Items listed in a dataset
-- Opening Marker --
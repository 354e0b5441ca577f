#[cfg(test)]
mod test_pushdown {
    use common::config::DataSourceConfig;
    use common::datasource::{DataSource, QueryContext};
    use common::row::Row;
    use common::value::Value;
    use executor::scan::TableScanExec;
    use executor::{ExecContext, Operator};
    use planner::physical::plan::PhysicalPlan;
    use planner::rules;
    use planner::LogicalPlan;
    use pretty_assertions::assert_eq;
    use server::session::SourceCatalog;
    use storage::MemoryEngine;

    use crate::util::{affected, fresh_session, rows};

    fn seeded_engine(rows_total: i32) -> std::sync::Arc<MemoryEngine> {
        let engine = MemoryEngine::from_config(&DataSourceConfig::memory("main"));
        engine.connect().unwrap();
        let info = common::schema::TableInfo::new(
            "people",
            vec![
                common::schema::ColumnInfo::new("id", common::schema::DataType::Int).primary(),
                common::schema::ColumnInfo::new("name", common::schema::DataType::Varchar),
                common::schema::ColumnInfo::new("age", common::schema::DataType::Int),
            ],
        );
        let ctx = QueryContext::background();
        engine.create_table(&ctx, &info).unwrap();
        let batch: Vec<Row> = (0..rows_total)
            .map(|i| {
                Row::from_pairs([
                    ("id", Value::Int(i)),
                    ("name", Value::String(format!("p{}", i))),
                    // every 100th row is older than 30
                    ("age", Value::Int(if i % 100 == 0 { 35 } else { 20 })),
                ])
            })
            .collect();
        engine.insert(&ctx, "people", &batch).unwrap();
        engine
    }

    /// Spec scenario: with the filter applied at the source and the limit
    /// capping the scan, the operator must materialize far fewer rows than
    /// the table holds.
    #[test]
    fn filter_and_limit_bound_the_scan() {
        let engine = seeded_engine(10_000);
        let catalog = SourceCatalog::new(engine.clone());

        let statements = planner::parse_script(
            "SELECT name FROM people WHERE age > 30 LIMIT 10",
            &catalog,
        )
        .unwrap();
        let planner::Statement::Select(select) = &statements[0] else {
            panic!("expected select");
        };
        let optimized = rules::optimize_select(select.clone());
        let physical = planner::physical::planner::PhysicalPlanner::new()
            .plan_select(&optimized)
            .unwrap();

        // find the scan node and check what it pushed
        fn find_scan(plan: &PhysicalPlan) -> &PhysicalPlan {
            match plan {
                PhysicalPlan::TableScan { .. } => plan,
                PhysicalPlan::Filter { input, .. }
                | PhysicalPlan::Project { input, .. }
                | PhysicalPlan::Limit { input, .. }
                | PhysicalPlan::Sort { input, .. }
                | PhysicalPlan::HashAggregate { input, .. }
                | PhysicalPlan::WindowOp { input, .. } => find_scan(input),
                other => panic!("unexpected node {:?}", other.algorithm()),
            }
        }
        let scan = find_scan(&physical.root);
        let PhysicalPlan::TableScan { filters, limit, .. } = scan else {
            unreachable!()
        };
        assert!(!filters.is_empty(), "predicate must reach the source");
        assert_eq!(*limit, Some(10), "read cap must reach the source");

        // drive the scan operator alone and observe how much it read
        let mut exec = TableScanExec::new(scan).unwrap();
        let ctx = ExecContext::new(engine, QueryContext::background());
        exec.open(&ctx).unwrap();
        assert!(
            exec.rows_read <= 10,
            "scan read {} rows, the cap allows 10",
            exec.rows_read
        );
        exec.close(&ctx).unwrap();
    }

    /// Optimized and unoptimized plans must agree on the result multiset.
    #[test]
    fn rewrites_preserve_results() {
        let engine = seeded_engine(500);
        let catalog = SourceCatalog::new(engine.clone());
        let statements = planner::parse_script(
            "SELECT name FROM people WHERE age > 30 AND 1 = 1",
            &catalog,
        )
        .unwrap();
        let planner::Statement::Select(select) = &statements[0] else {
            panic!("expected select");
        };

        let planner_impl = planner::physical::planner::PhysicalPlanner::new();
        let raw = planner_impl.plan_select(select).unwrap();
        let optimized = planner_impl
            .plan_select(&rules::optimize_select(select.clone()))
            .unwrap();

        let run = |physical| {
            let mut ctx = ExecContext::new(engine.clone(), QueryContext::background());
            executor::Executor::execute_select(physical, &mut ctx).unwrap()
        };
        let mut raw_names: Vec<String> = run(&raw)
            .rows
            .iter()
            .map(|r| r.value("name").to_string())
            .collect();
        let mut opt_names: Vec<String> = run(&optimized)
            .rows
            .iter()
            .map(|r| r.value("name").to_string())
            .collect();
        raw_names.sort();
        opt_names.sort();
        assert_eq!(raw_names, opt_names);
        assert_eq!(raw_names.len(), 5);
    }

    /// The fixed-point driver must terminate and produce a stable plan.
    #[test]
    fn optimizer_reaches_fixed_point() {
        let engine = seeded_engine(100);
        let catalog = SourceCatalog::new(engine);
        let statements = planner::parse_script(
            "SELECT name FROM people WHERE age > 30 AND age < 60 LIMIT 5",
            &catalog,
        )
        .unwrap();
        let planner::Statement::Select(select) = &statements[0] else {
            panic!("expected select");
        };
        let once = rules::optimize(select.root.clone());
        let twice = rules::optimize(once.clone());
        assert_eq!(once, twice);
        // pushdown dissolved the selection into the scan
        fn has_selection(plan: &LogicalPlan) -> bool {
            matches!(plan, LogicalPlan::Selection { .. })
                || plan.children().iter().any(|c| has_selection(c))
        }
        assert!(!has_selection(&once));
    }

    /// LIMIT 0 and OFFSET past the end behave per spec at the SQL surface.
    #[test]
    fn limit_boundaries() {
        let (mut s, _) = fresh_session();
        affected(&mut s, "CREATE TABLE lb (v INT)").unwrap();
        affected(&mut s, "INSERT INTO lb VALUES (1), (2), (3)").unwrap();

        let result = rows(&mut s, "SELECT v FROM lb LIMIT 0").unwrap();
        assert_eq!(result.rows.len(), 0);
        assert_eq!(result.columns, vec!["v".to_string()]);

        let result = rows(&mut s, "SELECT v FROM lb LIMIT 10 OFFSET 99").unwrap();
        assert_eq!(result.rows.len(), 0);

        let result = rows(&mut s, "SELECT v FROM lb ORDER BY v LIMIT 2 OFFSET 1").unwrap();
        let values: Vec<Value> = result.rows.iter().map(|r| r.value("v")).collect();
        assert_eq!(values, vec![Value::Int(2), Value::Int(3)]);
    }

    /// Empty tables produce the declared schema and no rows.
    #[test]
    fn empty_table_keeps_schema() {
        let (mut s, _) = fresh_session();
        affected(&mut s, "CREATE TABLE empty_t (a INT, b VARCHAR(8))").unwrap();
        let result = rows(&mut s, "SELECT * FROM empty_t").unwrap();
        assert_eq!(result.columns, vec!["a".to_string(), "b".to_string()]);
        assert!(result.rows.is_empty());
    }
}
-- Closing Marker --
• _Task brief_: Please copy out each line in the entries that mentions the string "people".

• _Solution to this task_:
            "people",
        engine.insert(&ctx, "people", &batch).unwrap();
            "SELECT name FROM people WHERE age > 30 LIMIT 10",
            "SELECT name FROM people WHERE age > 30 AND 1 = 1",
            "SELECT name FROM people WHERE age > 30 AND age < 60 LIMIT 5",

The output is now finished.